MonitOS relicenses to MIT, the clearest signal in a sparse Novartis release feed.

Its velocity score of 0.0/10 reflects longer-term release cadence.

Where posteriordb-r leans on bayesian inference, stan and benchmark data, monitOS focuses on clinical trials, overall survival and novartis.

monitOS and posteriordb-r have shipped at a similar pace over the last 30 days, so the decision comes down to fit and feature depth.

11. kernelshap · velocity 0.0

Kernelshap makes permutation SHAP practical past eight features, then fixes the kernel weights it had wrong.

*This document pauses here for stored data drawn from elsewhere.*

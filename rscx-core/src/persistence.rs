//! Persistence contract.
//!
//! Runtime nodes serialize themselves into a [`Bucket`], a nested key/value view
//! that a [`StorageProvider`] persists as bytes. Every stored node carries a
//! [`TypeInfo`] tag and its document id so a snapshot can be matched against the
//! model it was taken from.

use crate::error::CoreError;
use dashmap::DashMap;
use serde::{Deserialize, Serialize};
use serde_json::{Map, Value as JsonValue};
use std::fs::{self, File};
use std::io::Write;
use std::path::{Path, PathBuf};

/// Well-known bucket keys.
#[derive(Debug, Clone, PartialEq, Eq)]
pub enum Key {
    TypeInfo,
    DocumentId,
    Id,
    Name,
    Checksum,
    Root,
    Children,
    Transitions,
    Invokes,
    Configuration,
    StatesToInvoke,
    History,
    InternalQueue,
    DataModel,
    Invocations,
    Done,
    Result,
    Index(usize),
    Named(String),
}

impl Key {
    pub fn as_string(&self) -> String {
        match self {
            Key::TypeInfo => "$type".to_string(),
            Key::DocumentId => "$doc".to_string(),
            Key::Id => "id".to_string(),
            Key::Name => "name".to_string(),
            Key::Checksum => "checksum".to_string(),
            Key::Root => "root".to_string(),
            Key::Children => "children".to_string(),
            Key::Transitions => "transitions".to_string(),
            Key::Invokes => "invokes".to_string(),
            Key::Configuration => "configuration".to_string(),
            Key::StatesToInvoke => "states_to_invoke".to_string(),
            Key::History => "history".to_string(),
            Key::InternalQueue => "internal_queue".to_string(),
            Key::DataModel => "data_model".to_string(),
            Key::Invocations => "invocations".to_string(),
            Key::Done => "done".to_string(),
            Key::Result => "result".to_string(),
            Key::Index(i) => i.to_string(),
            Key::Named(s) => s.clone(),
        }
    }
}

/// Type tag written under [`Key::TypeInfo`].
#[derive(Debug, Clone, Copy, PartialEq, Eq, Serialize, Deserialize)]
#[serde(rename_all = "snake_case")]
pub enum TypeInfo {
    Model,
    StateNode,
    ParallelNode,
    FinalNode,
    HistoryNode,
    TransitionNode,
    InvokeNode,
    RuntimeContext,
    Invocation,
}

impl From<TypeInfo> for JsonValue {
    fn from(t: TypeInfo) -> Self {
        serde_json::to_value(t).unwrap_or(JsonValue::Null)
    }
}

/// Implemented by nodes that can write themselves into a bucket.
pub trait StoreSupport {
    fn store(&self, bucket: &mut Bucket);
}

/// A nested key/value document.
#[derive(Debug, Clone, Default, PartialEq, Serialize, Deserialize)]
#[serde(transparent)]
pub struct Bucket {
    entries: Map<String, JsonValue>,
}

impl Bucket {
    pub fn new() -> Self {
        Self::default()
    }

    pub fn add(&mut self, key: Key, value: impl Into<JsonValue>) {
        self.entries.insert(key.as_string(), value.into());
    }

    pub fn set_nested(&mut self, key: Key, bucket: Bucket) {
        self.entries
            .insert(key.as_string(), JsonValue::Object(bucket.entries));
    }

    pub fn get(&self, key: &Key) -> Option<&JsonValue> {
        self.entries.get(&key.as_string())
    }

    pub fn get_str(&self, key: &Key) -> Option<&str> {
        self.get(key).and_then(JsonValue::as_str)
    }

    pub fn get_u64(&self, key: &Key) -> Option<u64> {
        self.get(key).and_then(JsonValue::as_u64)
    }

    pub fn get_type_info(&self) -> Option<TypeInfo> {
        self.get(&Key::TypeInfo)
            .and_then(|v| serde_json::from_value(v.clone()).ok())
    }

    pub fn get_nested(&self, key: &Key) -> Option<Bucket> {
        match self.get(key) {
            Some(JsonValue::Object(map)) => Some(Bucket {
                entries: map.clone(),
            }),
            _ => None,
        }
    }

    /// Nested buckets stored under `0`, `1`, ... in index order.
    pub fn indexed(&self) -> Vec<Bucket> {
        let mut out = Vec::new();
        let mut i = 0;
        while let Some(b) = self.get_nested(&Key::Index(i)) {
            out.push(b);
            i += 1;
        }
        out
    }

    pub fn is_empty(&self) -> bool {
        self.entries.is_empty()
    }

    pub fn to_bytes(&self) -> Result<Vec<u8>, CoreError> {
        Ok(serde_json::to_vec(&self.entries)?)
    }

    pub fn from_bytes(bytes: &[u8]) -> Result<Self, CoreError> {
        Ok(Self {
            entries: serde_json::from_slice(bytes)?,
        })
    }
}

/// Byte storage keyed by session.
pub trait StorageProvider: Send + Sync {
    fn save(&self, key: &str, bytes: &[u8]) -> Result<(), CoreError>;
    fn load(&self, key: &str) -> Result<Option<Vec<u8>>, CoreError>;
    fn remove(&self, key: &str) -> Result<(), CoreError>;

    fn save_bucket(&self, key: &str, bucket: &Bucket) -> Result<(), CoreError> {
        self.save(key, &bucket.to_bytes()?)
    }

    fn load_bucket(&self, key: &str) -> Result<Option<Bucket>, CoreError> {
        self.load(key)?
            .map(|bytes| Bucket::from_bytes(&bytes))
            .transpose()
    }
}

/// Process-local storage.
#[derive(Debug, Default)]
pub struct InMemoryStorage {
    entries: DashMap<String, Vec<u8>>,
}

impl InMemoryStorage {
    pub fn new() -> Self {
        Self::default()
    }

    pub fn len(&self) -> usize {
        self.entries.len()
    }

    pub fn is_empty(&self) -> bool {
        self.entries.is_empty()
    }
}

impl StorageProvider for InMemoryStorage {
    fn save(&self, key: &str, bytes: &[u8]) -> Result<(), CoreError> {
        self.entries.insert(key.to_string(), bytes.to_vec());
        Ok(())
    }

    fn load(&self, key: &str) -> Result<Option<Vec<u8>>, CoreError> {
        Ok(self.entries.get(key).map(|e| e.value().clone()))
    }

    fn remove(&self, key: &str) -> Result<(), CoreError> {
        self.entries.remove(key);
        Ok(())
    }
}

/// One file per key, written atomically and guarded by a crc32c checksum.
///
/// File layout: 8 hex digits of checksum, a newline, then the payload.
#[derive(Debug)]
pub struct FileStorage {
    dir: PathBuf,
}

impl FileStorage {
    /// Opens or creates a storage directory.
    pub fn open(dir: impl AsRef<Path>) -> Result<Self, CoreError> {
        let dir = dir.as_ref().to_path_buf();
        fs::create_dir_all(&dir)?;
        Ok(Self { dir })
    }

    fn path(&self, key: &str) -> PathBuf {
        let safe: String = key
            .chars()
            .map(|c| {
                if c.is_ascii_alphanumeric() || c == '-' || c == '_' || c == '.' {
                    c
                } else {
                    '_'
                }
            })
            .collect();
        self.dir.join(format!("{}.snap", safe))
    }
}

impl StorageProvider for FileStorage {
    fn save(&self, key: &str, bytes: &[u8]) -> Result<(), CoreError> {
        let path = self.path(key);
        let tmp = path.with_extension("snap.tmp");
        let checksum = format!("{:08x}\n", crc32c::crc32c(bytes));

        let mut file = File::create(&tmp)?;
        file.write_all(checksum.as_bytes())?;
        file.write_all(bytes)?;
        file.sync_all()?;
        fs::rename(&tmp, &path)?;

        tracing::debug!("Saved snapshot {} ({} bytes)", key, bytes.len());
        Ok(())
    }

    fn load(&self, key: &str) -> Result<Option<Vec<u8>>, CoreError> {
        let path = self.path(key);
        if !path.exists() {
            return Ok(None);
        }

        let data = fs::read(&path)?;
        if data.len() < 9 || data[8] != b'\n' {
            return Err(CoreError::Storage {
                reason: format!("snapshot {} is truncated", key),
            });
        }
        let (header, payload) = data.split_at(9);
        let expected = std::str::from_utf8(&header[..8]).unwrap_or_default();
        let actual = format!("{:08x}", crc32c::crc32c(payload));
        if expected != actual {
            return Err(CoreError::Storage {
                reason: format!("snapshot {} checksum mismatch", key),
            });
        }

        Ok(Some(payload.to_vec()))
    }

    fn remove(&self, key: &str) -> Result<(), CoreError> {
        let path = self.path(key);
        if path.exists() {
            fs::remove_file(&path)?;
        }
        Ok(())
    }
}

#[cfg(test)]
mod tests {
    use super::*;
    use tempfile::tempdir;

    #[test]
    fn test_bucket_nesting() {
        let mut bucket = Bucket::new();
        bucket.add(Key::TypeInfo, TypeInfo::StateNode);
        bucket.add(Key::DocumentId, 3u32);

        let mut children = Bucket::new();
        for i in 0..2 {
            let mut child = Bucket::new();
            child.add(Key::DocumentId, 4u32 + i);
            children.set_nested(Key::Index(i as usize), child);
        }
        bucket.set_nested(Key::Children, children);

        assert_eq!(bucket.get_type_info(), Some(TypeInfo::StateNode));
        assert_eq!(bucket.get_u64(&Key::DocumentId), Some(3));
        let kids = bucket.get_nested(&Key::Children).unwrap().indexed();
        assert_eq!(kids.len(), 2);
        assert_eq!(kids[1].get_u64(&Key::DocumentId), Some(5));
    }

    #[test]
    fn test_in_memory_storage() {
        let storage = InMemoryStorage::new();
        let mut bucket = Bucket::new();
        bucket.add(Key::Name, "traffic");

        storage.save_bucket("s1", &bucket).unwrap();
        assert_eq!(storage.load_bucket("s1").unwrap(), Some(bucket));
        storage.remove("s1").unwrap();
        assert!(storage.load("s1").unwrap().is_none());
    }

    #[test]
    fn test_file_storage_round_trip() {
        let dir = tempdir().unwrap();
        let storage = FileStorage::open(dir.path()).unwrap();

        let mut bucket = Bucket::new();
        bucket.add(Key::Checksum, "abcd1234");
        storage.save_bucket("session/1", &bucket).unwrap();

        let reopened = FileStorage::open(dir.path()).unwrap();
        assert_eq!(reopened.load_bucket("session/1").unwrap(), Some(bucket));
        assert!(reopened.load("missing").unwrap().is_none());
    }

    #[test]
    fn test_file_storage_detects_corruption() {
        let dir = tempdir().unwrap();
        let storage = FileStorage::open(dir.path()).unwrap();
        storage.save("s", b"{\"a\":1}").unwrap();

        let path = dir.path().join("s.snap");
        let mut data = fs::read(&path).unwrap();
        let last = data.len() - 2;
        data[last] = b'2';
        fs::write(&path, data).unwrap();

        let err = storage.load("s").unwrap_err();
        assert!(matches!(err, CoreError::Storage { .. }));
    }
}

Its velocity score of 0.0/10 reflects longer-term release cadence; its most recent meaningful update was “Sampling permutation SHAP with standard errors”.

Where posteriordb-r leans on bayesian inference, stan and benchmark data, kernelshap focuses on shap, model explainability and sampling algorithms.

kernelshap and posteriordb-r have shipped at a similar pace over the last 30 days, so the decision comes down to fit and feature depth.

12. filtro · velocity 0.0

Filtro moves to S7 and multiplies its feature-scoring methods in a single release.

Its velocity score of 0.0/10 reflects longer-term release cadence; its most recent meaningful update was “Five new filter scores and the move to S7”.

Where posteriordb-r leans on bayesian inference, stan and benchmark data, filtro focuses on feature selection, tidymodels and s7.

filtro and posteriordb-r have shipped at a similar pace over the last 30 days, so the decision comes down to fit and feature depth.

Frequently asked questions

What are the best alternatives to posteriordb-r?

The top posteriordb-r alternatives we currently track in analytics tools are Basedash, cfrnow, factoextra, rstatix, camtrapdp, ranked by recent ship velocity.

How is this list of posteriordb-r alternatives ranked?

Alternatives are ranked by Sparkpulse's velocity_score — release cadence + 30-day spark count + sector-relative ship rate.

Can I compare posteriordb-r directly with one of these alternatives?

Yes — every card has a "Compare with posteriordb-r" link to a side-by-side /compare page.